Saved entries
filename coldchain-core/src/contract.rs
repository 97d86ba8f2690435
use chrono::{DateTime, Utc};
use serde::{Deserialize, Serialize};

/// Temperature, timing and price terms agreed for a shipment.
/// Shared by reference between orders; never mutated after setup.
#[derive(Debug, Clone, Serialize, Deserialize, PartialEq)]
pub struct Contract {
    pub id: String,
    pub min_temperature: f64,
    pub max_temperature: f64,
    pub arrival_deadline: DateTime<Utc>,
    pub unit_price: i32, // cents
}

impl Contract {
    pub fn new(
        id: String,
        min_temperature: f64,
        max_temperature: f64,
        arrival_deadline: DateTime<Utc>,
        unit_price: i32,
    ) -> Result<Self, ContractError> {
        let contract = Self {
            id,
            min_temperature,
            max_temperature,
            arrival_deadline,
            unit_price,
        };
        contract.validate()?;
        Ok(contract)
    }

    /// Check the range invariant. Records coming back from a registry are
    /// not trusted to have gone through `new`.
    pub fn validate(&self) -> Result<(), ContractError> {
        if !self.min_temperature.is_finite()
            || !self.max_temperature.is_finite()
            || self.min_temperature > self.max_temperature
        {
            return Err(ContractError::InvalidRange {
                contract_id: self.id.clone(),
                min: self.min_temperature,
                max: self.max_temperature,
            });
        }
        Ok(())
    }

    pub fn is_late(&self, at: DateTime<Utc>) -> bool {
        at > self.arrival_deadline
    }

    /// Amount owed for `unit_count` units, in cents
    pub fn payout(&self, unit_count: u32) -> i64 {
        i64::from(self.unit_price).saturating_mul(i64::from(unit_count))
    }
}

#[derive(Debug, thiserror::Error, PartialEq)]
pub enum ContractError {
    #[error("Contract {contract_id} has invalid temperature range [{min}, {max}]")]
    InvalidRange {
        contract_id: String,
        min: f64,
        max: f64,
    },
}
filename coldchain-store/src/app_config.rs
use serde::Deserialize;
use std::env;

#[derive(Debug, Deserialize, Clone)]
pub struct Config {
    pub server: ServerConfig,
    pub registry: RegistryConfig,
    #[serde(default)]
    pub stream: StreamConfig,
    #[serde(default)]
    pub demo: DemoConfig,
}

#[derive(Debug, Deserialize, Clone)]
pub struct ServerConfig {
    pub port: u16,
}

#[derive(Debug, Deserialize, Clone, Copy, PartialEq, Eq)]
#[serde(rename_all = "lowercase")]
pub enum RegistryBackend {
    Memory,
    Redis,
}

#[derive(Debug, Deserialize, Clone)]
pub struct RegistryConfig {
    pub backend: RegistryBackend,
    pub redis_url: Option<String>,
}

#[derive(Debug, Deserialize, Clone)]
pub struct StreamConfig {
    #[serde(default = "default_capacity")]
    pub capacity: usize,
}

impl Default for StreamConfig {
    fn default() -> Self {
        Self { capacity: default_capacity() }
    }
}

fn default_capacity() -> usize { 100 }

#[derive(Debug, Deserialize, Clone, Default)]
pub struct DemoConfig {
    #[serde(default)]
    pub seed_on_startup: bool,
}

impl Config {
    pub fn load() -> Result<Self, config::ConfigError> {
        let run_mode = env::var("RUN_MODE").unwrap_or_else(|_| "development".into());

        let s = config::Config::builder()
            .add_source(config::File::with_name("config/default"))
            .add_source(config::File::with_name(&format!("config/{}", run_mode)).required(false))
            // Not checked in
            .add_source(config::File::with_name("config/local").required(false))
            // e.g. `COLDCHAIN_REGISTRY__BACKEND=redis`
            .add_source(config::Environment::with_prefix("COLDCHAIN").separator("__"))
            .build()?;

        s.try_deserialize()
    }

    /// Redis URL, required only for the redis backend
    pub fn redis_url(&self) -> Result<&str, config::ConfigError> {
        self.registry
            .redis_url
            .as_deref()
            .ok_or_else(|| config::ConfigError::NotFound("registry.redis_url".into()))
    }
}
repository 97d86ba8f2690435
use uuid::Uuid;

/// Published after a temperature reading has been appended to an order.
#[derive(Debug, serde::Serialize, serde::Deserialize, Clone, PartialEq)]
pub struct ReadingRecordedEvent {
    pub event_id: Uuid,
    pub order_id: String,
    pub celsius: f64,
    pub observed_at: i64,
    pub reading_count: usize,
}

/// Published after a handoff or customer scan has been evaluated and persisted.
#[derive(Debug, serde::Serialize, serde::Deserialize, Clone, PartialEq)]
pub struct OrderEvaluatedEvent {
    pub event_id: Uuid,
    pub order_id: String,
    pub checkpoint: String, // LOGISTICS, RETAILER, STORE or CUSTOMER
    pub status: String,
    pub edibility_status: String,
    pub lowest_celsius: Option<f64>,
    pub highest_celsius: Option<f64>,
    pub arrived_late: bool,
    pub timestamp: i64,
}

/// Everything the service fans out to stream subscribers.
#[derive(Debug, serde::Serialize, serde::Deserialize, Clone, PartialEq)]
#[serde(tag = "kind", rename_all = "snake_case")]
pub enum ShipmentNotification {
    ReadingRecorded(ReadingRecordedEvent),
    OrderEvaluated(OrderEvaluatedEvent),
}

impl ShipmentNotification {
    pub fn order_id(&self) -> &str {
        match self {
            ShipmentNotification::ReadingRecorded(e) => &e.order_id,
            ShipmentNotification::OrderEvaluated(e) => &e.order_id,
        }
    }

    /// SSE event name
    pub fn event_name(&self) -> &'static str {
        match self {
            ShipmentNotification::ReadingRecorded(_) => "reading_recorded",
            ShipmentNotification::OrderEvaluated(_) => "order_evaluated",
        }
    }
}

#[cfg(test)]
mod tests {
    use super::*;

    #[test]
    fn test_notification_is_tagged_by_kind() {
        let event = ShipmentNotification::OrderEvaluated(OrderEvaluatedEvent {
            event_id: Uuid::new_v4(),
            order_id: "ORDER_001".to_string(),
            checkpoint: "STORE".to_string(),
            status: "REJECTED_BY_STORE".to_string(),
            edibility_status: "NO".to_string(),
            lowest_celsius: Some(3.0),
            highest_celsius: Some(12.0),
            arrived_late: false,
            timestamp: chrono::Utc::now().timestamp(),
        });

        let value = serde_json::to_value(&event).unwrap();
        assert_eq!(value["kind"], "order_evaluated");
        assert_eq!(value["order_id"], "ORDER_001");
        assert_eq!(event.order_id(), "ORDER_001");
        assert_eq!(event.event_name(), "order_evaluated");
    }
}
use std::sync::Arc;
use coldchain_order::{ContractRegistry, EventDispatcher, OrderRegistry};
use coldchain_shared::models::events::ShipmentNotification;
use tokio::sync::broadcast;

#[derive(Clone)]
pub struct AppState {
    pub dispatcher: Arc<EventDispatcher>,
    pub orders: Arc<dyn OrderRegistry>,
    pub contracts: Arc<dyn ContractRegistry>,
    pub notifications: broadcast::Sender<ShipmentNotification>,
}

impl AppState {
    pub fn new(
        orders: Arc<dyn OrderRegistry>,
        contracts: Arc<dyn ContractRegistry>,
        stream_capacity: usize,
    ) -> Self {
        let (notifications, _) = broadcast::channel(stream_capacity);
        Self {
            dispatcher: Arc::new(EventDispatcher::new(orders.clone(), contracts.clone())),
            orders,
            contracts,
            notifications,
        }
    }
}
use axum::{
    extract::{Path, State},
    response::sse::{Event, KeepAlive, Sse},
    routing::get,
    Router,
};
use futures_util::{Stream, StreamExt};
use std::convert::Infallible;
use tokio_stream::wrappers::BroadcastStream;

use crate::{error::AppError, state::AppState};

pub fn routes() -> Router<AppState> {
    Router::new().route("/v1/orders/{order_id}/stream", get(order_stream))
}

/// GET /v1/orders/{order_id}/stream
/// Server-sent readings and decisions for one order
pub async fn order_stream(
    State(state): State<AppState>,
    Path(order_id): Path<String>,
) -> Result<Sse<impl Stream<Item = Result<Event, Infallible>>>, AppError> {
    state
        .orders
        .get_order(&order_id)
        .await
        .map_err(|e| AppError::InternalServerError(e.to_string()))?
        .ok_or_else(|| AppError::NotFoundError(format!("Order not found: {}", order_id)))?;

    let rx = state.notifications.subscribe();
    let stream = BroadcastStream::new(rx).filter_map(move |result| {
        let order_id = order_id.clone();
        async move {
            match result {
                Ok(notification) if notification.order_id() == order_id => Event::default()
                    .event(notification.event_name())
                    .json_data(&notification)
                    .ok()
                    .map(Ok),
                Ok(_) => None,
                Err(e) => {
                    // Slow subscriber; skip what was dropped
                    tracing::warn!("Order stream lagged: {}", e);
                    None
                }
            }
        }
    });

    Ok(Sse::new(stream).keep_alive(KeepAlive::default()))
}
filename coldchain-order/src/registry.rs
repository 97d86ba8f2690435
use crate::models::Order;
use async_trait::async_trait;
use coldchain_core::Contract;
use std::collections::HashMap;
use tokio::sync::RwLock;

pub type BoxError = Box<dyn std::error::Error + Send + Sync>;

/// Durable store for order records, keyed by order id
#[async_trait]
pub trait OrderRegistry: Send + Sync {
    async fn get_order(&self, id: &str) -> Result<Option<Order>, BoxError>;

    async fn add_order(&self, order: &Order) -> Result<(), BoxError>;

    /// Replace the full record of an existing order
    async fn update_order(&self, order: &Order) -> Result<(), BoxError>;
}

/// Read-mostly store for contract terms
#[async_trait]
pub trait ContractRegistry: Send + Sync {
    async fn get_contract(&self, id: &str) -> Result<Option<Contract>, BoxError>;

    async fn add_contract(&self, contract: &Contract) -> Result<(), BoxError>;
}

#[derive(Debug, thiserror::Error)]
pub enum RegistryError {
    #[error("Record not found: {0}")]
    NotFound(String),

    #[error("Record already exists: {0}")]
    AlreadyExists(String),
}

/// Process-local order store
#[derive(Default)]
pub struct InMemoryOrderRegistry {
    orders: RwLock<HashMap<String, Order>>,
}

impl InMemoryOrderRegistry {
    pub fn new() -> Self {
        Self::default()
    }
}

#[async_trait]
impl OrderRegistry for InMemoryOrderRegistry {
    async fn get_order(&self, id: &str) -> Result<Option<Order>, BoxError> {
        Ok(self.orders.read().await.get(id).cloned())
    }

    async fn add_order(&self, order: &Order) -> Result<(), BoxError> {
        let mut orders = self.orders.write().await;
        if orders.contains_key(&order.id) {
            return Err(RegistryError::AlreadyExists(order.id.clone()).into());
        }
        orders.insert(order.id.clone(), order.clone());
        Ok(())
    }

    async fn update_order(&self, order: &Order) -> Result<(), BoxError> {
        let mut orders = self.orders.write().await;
        let slot = orders
            .get_mut(&order.id)
            .ok_or_else(|| RegistryError::NotFound(order.id.clone()))?;
        *slot = order.clone();
        Ok(())
    }
}

/// Process-local contract store
#[derive(Default)]
pub struct InMemoryContractRegistry {
    contracts: RwLock<HashMap<String, Contract>>,
}

impl InMemoryContractRegistry {
    pub fn new() -> Self {
        Self::default()
    }
}

#[async_trait]
impl ContractRegistry for InMemoryContractRegistry {
    async fn get_contract(&self, id: &str) -> Result<Option<Contract>, BoxError> {
        Ok(self.contracts.read().await.get(id).cloned())
    }

    async fn add_contract(&self, contract: &Contract) -> Result<(), BoxError> {
        let mut contracts = self.contracts.write().await;
        if contracts.contains_key(&contract.id) {
            return Err(RegistryError::AlreadyExists(contract.id.clone()).into());
        }
        contracts.insert(contract.id.clone(), contract.clone());
        Ok(())
    }
}
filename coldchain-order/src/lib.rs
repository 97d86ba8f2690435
pub mod models;
pub mod manager;
pub mod events;
pub mod registry;
pub mod dispatcher;

pub use models::{Checkpoint, EdibilityStatus, Order, OrderStatus, Stage};
pub use manager::{Decision, OrderError, OrderStateMachine, Transition};
pub use events::ShipmentEvent;
pub use registry::{
    BoxError, ContractRegistry, InMemoryContractRegistry, InMemoryOrderRegistry, OrderRegistry,
    RegistryError,
};
pub use dispatcher::{DispatchError, Dispatched, EventDispatcher};
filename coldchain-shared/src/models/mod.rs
pub mod events;
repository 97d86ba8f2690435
use axum::{http::Method, Router};
use tower_http::cors::CorsLayer;
use tower_http::trace::TraceLayer;

pub mod demo;
pub mod error;
pub mod orders;
pub mod state;
pub mod stream;

pub use state::AppState;

pub fn app(state: AppState) -> Router {
    let cors = CorsLayer::new()
        .allow_origin(tower_http::cors::Any)
        .allow_methods([Method::GET, Method::POST, Method::OPTIONS])
        .allow_headers([
            axum::http::header::CONTENT_TYPE,
            axum::http::header::ACCEPT,
            axum::http::header::USER_AGENT,
        ]);

    Router::new()
        .merge(orders::routes())
        .merge(stream::routes())
        .merge(demo::routes())
        .layer(cors)
        .layer(TraceLayer::new_for_http())
        .with_state(state)
}
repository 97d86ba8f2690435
use axum::{extract::State, http::StatusCode, routing::post, Json, Router};
use chrono::{DateTime, Duration, Utc};
use coldchain_core::Contract;
use coldchain_order::{BoxError, ContractRegistry, Order, OrderRegistry, RegistryError};
use serde::{Deserialize, Serialize};

use crate::{error::AppError, state::AppState};

pub const DEMO_CONTRACT_ID: &str = "CON_001";
pub const DEMO_ORDER_ID: &str = "ORDER_001";

#[derive(Debug, Serialize, Deserialize)]
pub struct DemoSetupResponse {
    pub contract_id: String,
    pub order_id: String,
    pub arrival_deadline: DateTime<Utc>,
}

pub fn routes() -> Router<AppState> {
    Router::new().route("/v1/demo/setup", post(setup_demo))
}

/// Seed one chilled-chicken contract and a fresh order bound to it.
/// The shipment must arrive within a day of `now`.
pub async fn seed_demo(
    orders: &dyn OrderRegistry,
    contracts: &dyn ContractRegistry,
    now: DateTime<Utc>,
) -> Result<DemoSetupResponse, BoxError> {
    let contract = Contract::new(
        DEMO_CONTRACT_ID.to_string(),
        2.0,
        10.0,
        now + Duration::days(1),
        100, // cents per unit
    )?;
    let order = Order::new(
        DEMO_ORDER_ID.to_string(),
        "CHICKEN".to_string(),
        100,
        DEMO_CONTRACT_ID.to_string(),
    );

    // Order first: a failed order insert must not strand the contract
    orders.add_order(&order).await?;
    contracts.add_contract(&contract).await?;

    tracing::info!("Demo order {} seeded under contract {}", order.id, contract.id);
    Ok(DemoSetupResponse {
        contract_id: contract.id,
        order_id: order.id,
        arrival_deadline: contract.arrival_deadline,
    })
}

/// POST /v1/demo/setup
pub async fn setup_demo(
    State(state): State<AppState>,
) -> Result<(StatusCode, Json<DemoSetupResponse>), AppError> {
    let seeded = seed_demo(state.orders.as_ref(), state.contracts.as_ref(), Utc::now())
        .await
        .map_err(|e| match e.downcast_ref::<RegistryError>() {
            Some(RegistryError::AlreadyExists(_)) => AppError::ConflictError(e.to_string()),
            _ => AppError::InternalServerError(e.to_string()),
        })?;

    Ok((StatusCode::CREATED, Json(seeded)))
}
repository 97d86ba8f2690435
use async_trait::async_trait;
use coldchain_core::Contract;
use coldchain_order::registry::{BoxError, ContractRegistry, OrderRegistry, RegistryError};
use coldchain_order::Order;
use redis::AsyncCommands;
use tracing::info;

/// Registry backed by Redis: one JSON document per order and per contract.
#[derive(Clone)]
pub struct RedisRegistry {
    client: redis::Client,
}

impl RedisRegistry {
    pub fn new(connection_string: &str) -> Result<Self, redis::RedisError> {
        let client = redis::Client::open(connection_string)?;
        Ok(Self { client })
    }

    async fn get_json(&self, key: &str) -> Result<Option<String>, redis::RedisError> {
        let mut conn = self.client.get_multiplexed_async_connection().await?;
        conn.get(key).await
    }

    /// SET with a condition flag (`NX` or `XX`); `false` when the
    /// condition did not hold.
    async fn set_json_if(&self, key: &str, value: &str, condition: &str) -> Result<bool, redis::RedisError> {
        let mut conn = self.client.get_multiplexed_async_connection().await?;
        let result: Option<String> = redis::cmd("SET")
            .arg(key)
            .arg(value)
            .arg(condition)
            .query_async(&mut conn)
            .await?;
        Ok(result.is_some())
    }
}

fn order_key(order_id: &str) -> String {
    format!("order:{}", order_id)
}

fn contract_key(contract_id: &str) -> String {
    format!("contract:{}", contract_id)
}

#[async_trait]
impl OrderRegistry for RedisRegistry {
    async fn get_order(&self, id: &str) -> Result<Option<Order>, BoxError> {
        match self.get_json(&order_key(id)).await? {
            Some(json) => Ok(Some(serde_json::from_str(&json)?)),
            None => Ok(None),
        }
    }

    async fn add_order(&self, order: &Order) -> Result<(), BoxError> {
        let json = serde_json::to_string(order)?;
        if !self.set_json_if(&order_key(&order.id), &json, "NX").await? {
            return Err(RegistryError::AlreadyExists(order.id.clone()).into());
        }
        info!("Order stored: {}", order.id);
        Ok(())
    }

    async fn update_order(&self, order: &Order) -> Result<(), BoxError> {
        let json = serde_json::to_string(order)?;
        if !self.set_json_if(&order_key(&order.id), &json, "XX").await? {
            return Err(RegistryError::NotFound(order.id.clone()).into());
        }
        Ok(())
    }
}

#[async_trait]
impl ContractRegistry for RedisRegistry {
    async fn get_contract(&self, id: &str) -> Result<Option<Contract>, BoxError> {
        match self.get_json(&contract_key(id)).await? {
            Some(json) => Ok(Some(serde_json::from_str(&json)?)),
            None => Ok(None),
        }
    }

    async fn add_contract(&self, contract: &Contract) -> Result<(), BoxError> {
        let json = serde_json::to_string(contract)?;
        if !self.set_json_if(&contract_key(&contract.id), &json, "NX").await? {
            return Err(RegistryError::AlreadyExists(contract.id.clone()).into());
        }
        info!("Contract stored: {}", contract.id);
        Ok(())
    }
}
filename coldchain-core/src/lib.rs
pub mod reading;
pub mod contract;
pub mod compliance;

pub use reading::{ReadingLog, TemperatureReading};
pub use contract::{Contract, ContractError};
pub use compliance::{evaluate, ComplianceError, Verdict};
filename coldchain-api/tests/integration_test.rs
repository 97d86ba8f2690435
use std::sync::Arc;

use axum::{
    body::{to_bytes, Body},
    http::{Request, StatusCode},
    Router,
};
use chrono::Utc;
use coldchain_api::{app, demo, AppState};
use coldchain_order::{ContractRegistry, InMemoryContractRegistry, InMemoryOrderRegistry, Order, OrderRegistry};
use coldchain_shared::models::events::ShipmentNotification;
use futures_util::StreamExt;
use serde_json::{json, Value};
use std::time::Duration;
use tower::ServiceExt;

async fn seeded_state() -> AppState {
    let orders = Arc::new(InMemoryOrderRegistry::new());
    let contracts = Arc::new(InMemoryContractRegistry::new());
    demo::seed_demo(orders.as_ref(), contracts.as_ref(), Utc::now())
        .await
        .unwrap();
    AppState::new(orders, contracts, 16)
}

async fn send(app: &Router, method: &str, uri: &str, body: Option<Value>) -> (StatusCode, Value) {
    let request = Request::builder()
        .method(method)
        .uri(uri)
        .header("content-type", "application/json")
        .body(match body {
            Some(v) => Body::from(v.to_string()),
            None => Body::empty(),
        })
        .unwrap();

    let response = app.clone().oneshot(request).await.unwrap();
    let status = response.status();
    let bytes = to_bytes(response.into_body(), usize::MAX).await.unwrap();
    let value = if bytes.is_empty() {
        Value::Null
    } else {
        serde_json::from_slice(&bytes).unwrap()
    };
    (status, value)
}

async fn post_reading(app: &Router, celsius: f64) {
    let (status, _) = send(
        app,
        "POST",
        "/v1/orders/ORDER_001/readings",
        Some(json!({ "celsius": celsius })),
    )
    .await;
    assert_eq!(status, StatusCode::OK);
}

#[tokio::test]
async fn test_full_chain_with_clean_readings() {
    let app = app(seeded_state().await);

    for celsius in [5.0, 8.0, 3.0] {
        post_reading(&app, celsius).await;
    }

    for (stage, expected) in [
        ("logistics", "ACCEPTED_BY_LOGISTICS_COMPANY"),
        ("retailer", "ACCEPTED_BY_RETAILER"),
        ("store", "ACCEPTED_BY_STORE"),
    ] {
        let (status, body) = send(
            &app,
            "POST",
            &format!("/v1/orders/ORDER_001/handoffs/{}", stage),
            Some(json!({})),
        )
        .await;
        assert_eq!(status, StatusCode::OK);
        assert_eq!(body["order"]["status"], expected);
        assert_eq!(body["decision"]["verdict"]["compliant"], true);
    }

    let (status, body) = send(&app, "POST", "/v1/orders/ORDER_001/scan", Some(json!({}))).await;
    assert_eq!(status, StatusCode::OK);
    assert_eq!(body["order"]["status"], "ACCEPTED_BY_CUSTOMER");
    assert_eq!(body["order"]["edibility_status"], "YES");
    assert_eq!(body["order"]["payout_cents"], 10_000);
}

#[tokio::test]
async fn test_cold_excursion_spoils_order_for_good() {
    let app = app(seeded_state().await);

    for celsius in [5.0, 1.0, 8.0] {
        post_reading(&app, celsius).await;
    }

    let (_, body) = send(
        &app,
        "POST",
        "/v1/orders/ORDER_001/handoffs/logistics",
        Some(json!({})),
    )
    .await;
    assert_eq!(body["order"]["status"], "REJECTED_BY_LOGISTICS_COMPANY");
    assert_eq!(body["order"]["edibility_status"], "NO");
    assert_eq!(body["decision"]["verdict"]["lowest"]["celsius"], 1.0);

    let (_, body) = send(&app, "POST", "/v1/orders/ORDER_001/scan", Some(json!({}))).await;
    assert_eq!(body["order"]["status"], "REJECTED_BY_CUSTOMER");
    assert_eq!(body["order"]["edibility_status"], "NO");

    let (status, body) = send(&app, "GET", "/v1/orders/ORDER_001", None).await;
    assert_eq!(status, StatusCode::OK);
    assert_eq!(body["readings"].as_array().unwrap().len(), 3);
    assert_eq!(body["readings"][1]["celsius"], 1.0); // insertion order kept
}

#[tokio::test]
async fn test_handoff_without_readings_is_accepted() {
    let app = app(seeded_state().await);

    let (status, body) = send(
        &app,
        "POST",
        "/v1/orders/ORDER_001/handoffs/retailer",
        Some(json!({})),
    )
    .await;
    assert_eq!(status, StatusCode::OK);
    assert_eq!(body["order"]["status"], "ACCEPTED_BY_RETAILER");
    assert!(body["decision"]["verdict"].is_null());
}

#[tokio::test]
async fn test_scan_without_readings_is_unprocessable() {
    let app = app(seeded_state().await);

    let (status, body) = send(&app, "POST", "/v1/orders/ORDER_001/scan", Some(json!({}))).await;
    assert_eq!(status, StatusCode::UNPROCESSABLE_ENTITY);
    assert!(body["error"].as_str().unwrap().contains("ORDER_001"));

    let (_, body) = send(&app, "GET", "/v1/orders/ORDER_001", None).await;
    assert_eq!(body["status"], "AT_COMPANY");
}

#[tokio::test]
async fn test_unknown_order_and_stage() {
    let app = app(seeded_state().await);

    let (status, _) = send(&app, "GET", "/v1/orders/ORDER_404", None).await;
    assert_eq!(status, StatusCode::NOT_FOUND);

    let (status, _) = send(
        &app,
        "POST",
        "/v1/orders/ORDER_404/handoffs/store",
        Some(json!({})),
    )
    .await;
    assert_eq!(status, StatusCode::NOT_FOUND);

    let (status, body) = send(
        &app,
        "POST",
        "/v1/orders/ORDER_001/handoffs/warehouse",
        Some(json!({})),
    )
    .await;
    assert_eq!(status, StatusCode::BAD_REQUEST);
    assert_eq!(body["error"], "Unknown handoff stage: warehouse");
}

#[tokio::test]
async fn test_generic_event_endpoint() {
    let app = app(seeded_state().await);

    let (status, body) = send(
        &app,
        "POST",
        "/v1/events",
        Some(json!({
            "type": "TEMPERATURE_READING",
            "order_id": "ORDER_001",
            "celsius": 12.0,
            "timestamp": "2024-03-01T10:00:00Z",
        })),
    )
    .await;
    assert_eq!(status, StatusCode::OK);
    assert_eq!(body["readings"].as_array().unwrap().len(), 1);

    let (status, body) = send(
        &app,
        "POST",
        "/v1/events",
        Some(json!({
            "type": "HANDOFF",
            "order_id": "ORDER_001",
            "stage": "STORE",
            "timestamp": "2024-03-01T11:00:00Z",
        })),
    )
    .await;
    assert_eq!(status, StatusCode::OK);
    assert_eq!(body["order"]["status"], "REJECTED_BY_STORE");
    assert_eq!(body["decision"]["checkpoint"], "STORE");
}

#[tokio::test]
async fn test_decisions_are_broadcast() {
    let state = seeded_state().await;
    let mut rx = state.notifications.subscribe();
    let app = app(state);

    post_reading(&app, 4.0).await;
    send(
        &app,
        "POST",
        "/v1/orders/ORDER_001/handoffs/logistics",
        Some(json!({})),
    )
    .await;

    match rx.recv().await.unwrap() {
        ShipmentNotification::ReadingRecorded(e) => {
            assert_eq!(e.order_id, "ORDER_001");
            assert_eq!(e.reading_count, 1);
        }
        other => panic!("unexpected notification: {:?}", other),
    }
    match rx.recv().await.unwrap() {
        ShipmentNotification::OrderEvaluated(e) => {
            assert_eq!(e.status, "ACCEPTED_BY_LOGISTICS_COMPANY");
            assert_eq!(e.lowest_celsius, Some(4.0));
        }
        other => panic!("unexpected notification: {:?}", other),
    }
}

#[tokio::test]
async fn test_demo_setup_conflicts_when_already_seeded() {
    let app = app(seeded_state().await);

    let (status, _) = send(&app, "POST", "/v1/demo/setup", None).await;
    assert_eq!(status, StatusCode::CONFLICT);

    let fresh = coldchain_api::app(AppState::new(
        Arc::new(InMemoryOrderRegistry::new()),
        Arc::new(InMemoryContractRegistry::new()),
        16,
    ));
    let (status, body) = send(&fresh, "POST", "/v1/demo/setup", None).await;
    assert_eq!(status, StatusCode::CREATED);
    assert_eq!(body["order_id"], "ORDER_001");
}

#[tokio::test]
async fn test_failed_demo_seed_leaves_no_contract_behind() {
    let orders = InMemoryOrderRegistry::new();
    let contracts = InMemoryContractRegistry::new();
    orders
        .add_order(&Order::new(
            demo::DEMO_ORDER_ID.to_string(),
            "CHICKEN".to_string(),
            1,
            "CON_OTHER".to_string(),
        ))
        .await
        .unwrap();

    let result = demo::seed_demo(&orders, &contracts, Utc::now()).await;
    assert!(result.is_err());
    assert!(contracts
        .get_contract(demo::DEMO_CONTRACT_ID)
        .await
        .unwrap()
        .is_none());
}

#[tokio::test]
async fn test_stream_requires_known_order() {
    let app = app(seeded_state().await);

    let (status, _) = send(&app, "GET", "/v1/orders/ORDER_404/stream", None).await;
    assert_eq!(status, StatusCode::NOT_FOUND);
}

#[tokio::test]
async fn test_stream_only_carries_its_own_order() {
    let state = seeded_state().await;
    state
        .orders
        .add_order(&Order::new(
            "ORDER_002".to_string(),
            "CHICKEN".to_string(),
            50,
            "CON_001".to_string(),
        ))
        .await
        .unwrap();
    let app = app(state);

    let request = Request::builder()
        .uri("/v1/orders/ORDER_001/stream")
        .body(Body::empty())
        .unwrap();
    let response = app.clone().oneshot(request).await.unwrap();
    assert_eq!(response.status(), StatusCode::OK);
    let mut frames = response.into_body().into_data_stream();

    let (status, _) = send(
        &app,
        "POST",
        "/v1/orders/ORDER_002/readings",
        Some(json!({ "celsius": 6.0 })),
    )
    .await;
    assert_eq!(status, StatusCode::OK);
    post_reading(&app, 4.0).await;

    let frame = tokio::time::timeout(Duration::from_secs(5), frames.next())
        .await
        .expect("no event within timeout")
        .unwrap()
        .unwrap();
    let text = String::from_utf8(frame.to_vec()).unwrap();
    assert!(text.contains("event: reading_recorded"));
    assert!(text.contains("ORDER_001"));
    assert!(!text.contains("ORDER_002"));
}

§ What you should do:
The answer must be every line from the entries above that holds the string "extract".

§ Expected answer:
    extract::{Path, State},
use axum::{extract::State, http::StatusCode, routing::post, Json, Router};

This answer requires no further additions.